(Data for processing Opens)

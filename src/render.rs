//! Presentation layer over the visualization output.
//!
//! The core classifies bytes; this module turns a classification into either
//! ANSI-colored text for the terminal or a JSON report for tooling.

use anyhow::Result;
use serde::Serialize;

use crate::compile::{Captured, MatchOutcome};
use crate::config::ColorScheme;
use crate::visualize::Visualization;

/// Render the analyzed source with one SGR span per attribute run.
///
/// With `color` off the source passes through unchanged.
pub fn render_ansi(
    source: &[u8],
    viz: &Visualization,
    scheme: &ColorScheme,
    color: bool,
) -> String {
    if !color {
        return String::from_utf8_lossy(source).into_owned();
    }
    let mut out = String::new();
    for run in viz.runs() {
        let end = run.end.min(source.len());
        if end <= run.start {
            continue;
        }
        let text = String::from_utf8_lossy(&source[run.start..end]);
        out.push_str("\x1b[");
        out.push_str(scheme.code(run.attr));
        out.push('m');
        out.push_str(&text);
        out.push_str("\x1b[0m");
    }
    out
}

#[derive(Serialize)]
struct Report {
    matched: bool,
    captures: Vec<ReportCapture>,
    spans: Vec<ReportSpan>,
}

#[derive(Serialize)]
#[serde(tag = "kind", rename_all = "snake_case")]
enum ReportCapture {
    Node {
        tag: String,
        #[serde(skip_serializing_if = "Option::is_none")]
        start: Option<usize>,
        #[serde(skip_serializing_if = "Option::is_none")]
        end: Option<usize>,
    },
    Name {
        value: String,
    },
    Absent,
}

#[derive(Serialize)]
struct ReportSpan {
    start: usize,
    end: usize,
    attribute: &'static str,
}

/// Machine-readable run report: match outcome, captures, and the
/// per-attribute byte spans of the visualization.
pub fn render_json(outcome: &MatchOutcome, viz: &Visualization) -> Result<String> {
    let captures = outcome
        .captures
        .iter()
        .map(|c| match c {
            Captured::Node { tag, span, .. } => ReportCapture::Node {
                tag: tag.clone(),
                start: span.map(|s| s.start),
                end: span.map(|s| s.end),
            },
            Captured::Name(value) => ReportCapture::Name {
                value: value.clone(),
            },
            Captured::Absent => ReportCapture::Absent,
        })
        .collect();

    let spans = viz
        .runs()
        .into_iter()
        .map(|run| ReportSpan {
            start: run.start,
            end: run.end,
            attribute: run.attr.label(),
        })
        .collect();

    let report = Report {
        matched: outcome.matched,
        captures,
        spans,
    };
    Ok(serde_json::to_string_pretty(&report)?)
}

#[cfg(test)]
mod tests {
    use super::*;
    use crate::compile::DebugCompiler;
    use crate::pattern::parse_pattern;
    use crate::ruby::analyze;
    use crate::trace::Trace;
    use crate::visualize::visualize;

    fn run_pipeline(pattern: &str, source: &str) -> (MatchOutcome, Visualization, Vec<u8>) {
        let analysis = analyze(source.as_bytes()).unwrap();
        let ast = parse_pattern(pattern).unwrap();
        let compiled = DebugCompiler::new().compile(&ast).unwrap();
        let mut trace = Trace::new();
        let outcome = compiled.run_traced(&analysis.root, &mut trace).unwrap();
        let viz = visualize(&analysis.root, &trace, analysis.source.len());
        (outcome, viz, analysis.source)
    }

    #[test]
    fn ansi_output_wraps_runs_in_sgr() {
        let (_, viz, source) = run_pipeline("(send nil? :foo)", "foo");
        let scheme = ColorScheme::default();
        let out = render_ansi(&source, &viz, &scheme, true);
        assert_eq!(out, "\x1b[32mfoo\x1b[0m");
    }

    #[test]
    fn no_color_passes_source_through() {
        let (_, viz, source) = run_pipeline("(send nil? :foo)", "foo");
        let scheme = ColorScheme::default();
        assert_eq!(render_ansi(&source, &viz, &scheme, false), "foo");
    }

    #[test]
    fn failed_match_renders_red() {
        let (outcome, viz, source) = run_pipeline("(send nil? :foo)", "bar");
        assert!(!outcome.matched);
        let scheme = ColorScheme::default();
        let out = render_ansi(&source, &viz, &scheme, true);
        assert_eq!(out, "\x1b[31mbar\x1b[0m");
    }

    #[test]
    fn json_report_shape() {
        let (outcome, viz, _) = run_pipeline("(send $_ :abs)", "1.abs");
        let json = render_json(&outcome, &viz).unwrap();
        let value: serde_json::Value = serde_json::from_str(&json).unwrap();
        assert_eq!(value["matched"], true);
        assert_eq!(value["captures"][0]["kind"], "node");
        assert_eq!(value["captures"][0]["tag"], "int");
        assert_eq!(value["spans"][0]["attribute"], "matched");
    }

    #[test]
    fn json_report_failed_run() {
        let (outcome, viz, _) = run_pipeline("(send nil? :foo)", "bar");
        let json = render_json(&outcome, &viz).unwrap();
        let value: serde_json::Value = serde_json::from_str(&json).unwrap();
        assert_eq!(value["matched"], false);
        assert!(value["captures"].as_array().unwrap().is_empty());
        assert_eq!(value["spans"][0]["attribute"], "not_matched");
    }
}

(Data for processing Closes)

▶ Task
Find the string "root" in the entries above and return each line that holds it.

▶ Written solution
        let outcome = compiled.run_traced(&analysis.root, &mut trace).unwrap();
        let viz = visualize(&analysis.root, &trace, analysis.source.len());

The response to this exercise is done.